People are at highest risk for sudden cardiac arrest in the two days following a heart attack, Calhoun said. Before heart attack patients leave the hospital, cardiologists look at how well the heart is working by measuring how much blood the heart is pushing out, which is called the ejection fraction.
A healthy heart has an ejection fraction of 60 to 65 percent, Calhoun said. The risk of sudden cardiac arrest rises for those who have an ejection fraction of 35 percent or less following a heart attack.
Previously, cardiologists implanted defibrillators much more quickly after patients received stents or went through open heart surgery if patients were at risk of sudden cardiac arrest, Calhoun said.
However, not every patient benefits from an implantable defibrillator, which is expensive and carries small, but real risks of complications.
“Now we wait to see if the heart improves,” watching for signs of heart rhythm problems, Calhoun said.
The wearable defibrillator provides a safety net for those at high risk.
“It’s a bridge to determine if you need further therapy,” Calhoun said.
The wearable defibrillator is built into a harness designed to be worn under clothes. It works by sensing the dangerous heart rhythms and delivering a treatment shock when needed. If the person is still conscious, they can delay the treatment.
A 2011 American Heart Association analysis found the incremental cost per life year gained was $26,238 for heart attack patients. Generally therapies are considered cost effective below $80,000 incremental cost per life year. Implantable defibrillators have an incremental cost per life year gained of between $55,000 and $65,000. Both are commonly covered by health insurance.
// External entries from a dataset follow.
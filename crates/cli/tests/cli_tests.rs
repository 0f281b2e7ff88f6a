#![expect(clippy::unwrap_used, reason = "test code")]

use assert_cmd::Command;
use predicates::prelude::*;
use tempfile::TempDir;

/// Runs `moviedb` against an isolated config file and data directory.
fn moviedb(dir: &TempDir) -> Command {
    let mut cmd = Command::cargo_bin("moviedb").unwrap();
    cmd.arg("--config")
        .arg(dir.path().join("config.json"))
        .arg("--data-dir")
        .arg(dir.path().join("data"))
        .env_remove("MOVIEDB_DATA_SOURCE")
        .env_remove("MOVIEDB_DUPLICATE_POLICY")
        .env_remove("OMDB_API_KEY")
        .env_remove("RUST_LOG");
    cmd
}

#[test]
fn test_cli_help() {
    let mut cmd = Command::cargo_bin("moviedb").unwrap();
    cmd.arg("--help")
        .assert()
        .success()
        .stdout(predicate::str::contains("Personal movie catalog"));
}

#[test]
fn test_cli_serve_help() {
    let mut cmd = Command::cargo_bin("moviedb").unwrap();
    cmd.arg("serve").arg("--help").assert().success().stdout(predicate::str::contains("port"));
}

#[test]
fn test_list_empty_catalog_creates_csv() {
    let dir = TempDir::new().unwrap();
    moviedb(&dir).arg("list").assert().success().stdout("No movies found.\n");
    let csv = std::fs::read_to_string(dir.path().join("data/movies.csv")).unwrap();
    assert_eq!(csv, "title,rating,year,posterUrl,externalId\n");
}

#[test]
fn test_add_list_update_delete() {
    let dir = TempDir::new().unwrap();
    moviedb(&dir)
        .args(["add", "La haine", "--rating", "8.1", "--year", "1995"])
        .assert()
        .success()
        .stdout(predicate::str::contains("Added La haine (1995) - Rating: 8.1"));
    moviedb(&dir)
        .arg("list")
        .assert()
        .success()
        .stdout(predicate::str::contains("1. La haine (1995) Rating: 8.1"));

    moviedb(&dir).args(["update", "La haine", "9"]).assert().success();
    moviedb(&dir)
        .args(["search", "HAINE"])
        .assert()
        .success()
        .stdout("La haine (1995) - Rating: 9.0\n");

    moviedb(&dir).args(["delete", "La haine"]).assert().success();
    moviedb(&dir)
        .args(["delete", "La haine"])
        .assert()
        .failure()
        .stderr(predicate::str::contains("not in the catalog"));
}

#[test]
fn test_duplicate_add_fails_on_csv() {
    let dir = TempDir::new().unwrap();
    moviedb(&dir).args(["add", "Heat", "--rating", "8.3"]).assert().success();
    moviedb(&dir)
        .args(["add", "Heat", "--rating", "8.3"])
        .assert()
        .failure()
        .stderr(predicate::str::contains("already in the catalog"));
}

#[test]
fn test_rating_out_of_range() {
    let dir = TempDir::new().unwrap();
    moviedb(&dir)
        .args(["add", "Heat", "--rating", "11"])
        .assert()
        .failure()
        .stderr(predicate::str::contains("rating must be between"));
}

#[test]
fn test_lookup_without_api_key() {
    let dir = TempDir::new().unwrap();
    moviedb(&dir)
        .args(["add", "Inception"])
        .assert()
        .failure()
        .stderr(predicate::str::contains("OMDB_API_KEY"));
}

#[test]
fn test_source_switch_persists() {
    let dir = TempDir::new().unwrap();
    moviedb(&dir).args(["source", "json"]).assert().success();
    let config = std::fs::read_to_string(dir.path().join("config.json")).unwrap();
    assert!(config.contains("\"DATA_SOURCE\": \"json\""));

    moviedb(&dir).args(["add", "Heat", "--rating", "8.3"]).assert().success();
    assert!(dir.path().join("data/movies.json").exists());
    assert!(!dir.path().join("data/movies.csv").exists());

    // JSON upserts by default
    moviedb(&dir).args(["add", "Heat", "--rating", "9"]).assert().success();
    moviedb(&dir).arg("stats").assert().success().stdout(predicate::str::contains("Average rating: 9.00"));
}

#[test]
fn test_source_flag_overrides_config() {
    let dir = TempDir::new().unwrap();
    moviedb(&dir).args(["--source", "json", "list"]).assert().success();
    assert!(!dir.path().join("data/movies.csv").exists());
    moviedb(&dir).args(["--source", "xml", "list"]).assert().failure();
}

#[test]
fn test_sort_and_histogram() {
    let dir = TempDir::new().unwrap();
    moviedb(&dir).args(["add", "Heat", "--rating", "8.3"]).assert().success();
    moviedb(&dir).args(["add", "Ronin", "--rating", "7.2"]).assert().success();

    moviedb(&dir)
        .args(["sort", "--order", "asc"])
        .assert()
        .success()
        .stdout("Ronin (unknown) - Rating: 7.2\nHeat (unknown) - Rating: 8.3\n");
    moviedb(&dir)
        .args(["histogram", "--bins", "5"])
        .assert()
        .success()
        .stdout(predicate::str::contains("Movie Ratings Histogram"));
    moviedb(&dir).args(["histogram", "--bins", "0"]).assert().failure();
}

#[test]
fn test_generate_website() {
    let dir = TempDir::new().unwrap();
    let output = dir.path().join("site/index.html");
    moviedb(&dir).args(["add", "Tom & Jerry", "--rating", "7"]).assert().success();
    moviedb(&dir)
        .arg("generate-website")
        .arg("--output")
        .arg(&output)
        .args(["--title", "Saturday"])
        .assert()
        .success()
        .stdout(predicate::str::contains("generated successfully"));

    let page = std::fs::read_to_string(output).unwrap();
    assert!(page.contains("Tom &amp; Jerry"));
    assert!(page.contains("Saturday"));
}

#[test]
fn test_menu_exits_on_zero() {
    let dir = TempDir::new().unwrap();
    moviedb(&dir)
        .arg("menu")
        .write_stdin("1\n0\n")
        .assert()
        .success()
        .stdout(predicate::str::contains("Exiting MovieApp."));
}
Cleveland didn’t have any history of heart trouble before his heart attack this fall. He missed the early signs of trouble, attributing the shoulder pain to the heavy work he had done with his son Reggie, putting in a bridge on their land. Two weeks later, when the pain intensified and came with shortness of breath, he asked his wife to call 911.
“I was just about to go,” Cleveland remembered. “That pain was so bad. I had no energy.”
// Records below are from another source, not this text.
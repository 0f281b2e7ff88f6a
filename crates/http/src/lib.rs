//! HTTP view of the movie catalog.

#![allow(missing_docs, reason = "Internal crate with self-explanatory API")]
#![allow(unreachable_pub, reason = "pub items are re-exported")]
#![allow(clippy::missing_docs_in_private_items, reason = "Internal crate")]
#![allow(clippy::implicit_return, reason = "Implicit return is idiomatic Rust")]
#![allow(clippy::question_mark_used, reason = "? operator is idiomatic Rust")]
#![allow(clippy::min_ident_chars, reason = "Short closure params are idiomatic")]
#![allow(clippy::shadow_reuse, reason = "Shadowing for Arc clones is idiomatic")]

pub mod api_error;
mod blocking;
mod handlers;
mod query_types;
mod viewer;

#[cfg(test)]
mod tests;

use std::sync::Arc;

use axum::Router;
use axum::routing::get;
use moviedb_service::CatalogService;
use moviedb_service::website::{DEFAULT_PAGE_TITLE, DEFAULT_TEMPLATE};
use tower_http::cors::CorsLayer;
use tower_http::trace::TraceLayer;

/// Shared state for all handlers.
pub struct AppState {
    pub catalog: Arc<CatalogService>,
    /// Page template with the title and grid placeholders.
    pub template: String,
    pub page_title: String,
}

impl AppState {
    /// State serving the bundled template.
    #[must_use]
    pub fn new(catalog: Arc<CatalogService>) -> Self {
        Self {
            catalog,
            template: DEFAULT_TEMPLATE.to_owned(),
            page_title: DEFAULT_PAGE_TITLE.to_owned(),
        }
    }
}

pub fn create_router(state: Arc<AppState>) -> Router {
    Router::new()
        .route("/", get(viewer::serve_catalog_page))
        .route("/health", get(health))
        .route("/api/movies", get(handlers::movies::list_movies))
        .route("/api/stats", get(handlers::movies::get_stats))
        .layer(TraceLayer::new_for_http())
        .layer(CorsLayer::permissive())
        .with_state(state)
}

async fn health() -> &'static str {
    "ok"
}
He had a second heart attack in the hospital, but went home with two stents. Calhoun ordered the wearable defibrillator because Cleveland’s ejection fraction was less than 20 percent.
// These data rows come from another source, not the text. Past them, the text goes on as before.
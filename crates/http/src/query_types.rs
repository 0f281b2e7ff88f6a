//! Request query types.

use moviedb_core::SortOrder;
use serde::Deserialize;

#[derive(Debug, Default, Deserialize)]
pub struct MoviesQuery {
    /// Case-insensitive title filter.
    pub q: Option<String>,
    /// `asc` or `desc`; sorts by rating instead of by year.
    pub order: Option<String>,
}

impl MoviesQuery {
    pub fn sort_order(&self) -> Result<Option<SortOrder>, String> {
        self.order
            .as_deref()
            .map(|raw| raw.parse::<SortOrder>().map_err(|e| e.to_string()))
            .transpose()
    }
}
“I was feeling pretty good,” Cleveland said, but was following his doctors orders and taking it easy in the days after his heart attack.
He was watching a presidential debate when his heart went into sudden cardiac arrest. Cleveland passed out, and the LifeVest kicked in. Like an automated defibrillator it warns bystanders to step away so they don’t accidentally get part of the shock. It was a dramatic, scary moment, Bessie Cleveland remembered.
Cleveland regained consciousness quickly as his wife scrambled to call 911 and the rest of the family.
“The phone rang, and it was Zoll,” the company that makes LifeVest, Bessie Cleveland said. “It had sent them a message.”
After a stay in the hospital, which included a week in the intensive care unit because of reactions to medications, Cleveland was able to return home with an implanted defibrillator on board. He hasn’t had any rhythm problems so far.
“Now I’m back up to 25 percent,” ejection fraction, Cleveland said.
These days, he is getting back to doing what he loves, working on his cars and taking care of the family land. He enjoys time with his three children and six grandchildren ages 9 to 23. He got in some deer hunting and is looking forward to turkey season. He has learned he can get in a couple of hours of work on the bushhog if he stays out of third gear.
“If the Lord hadn’t had his hands on this, Charlie wouldn’t be here today,” Bessie Cleveland said. “It’s a blessing he’s still here.”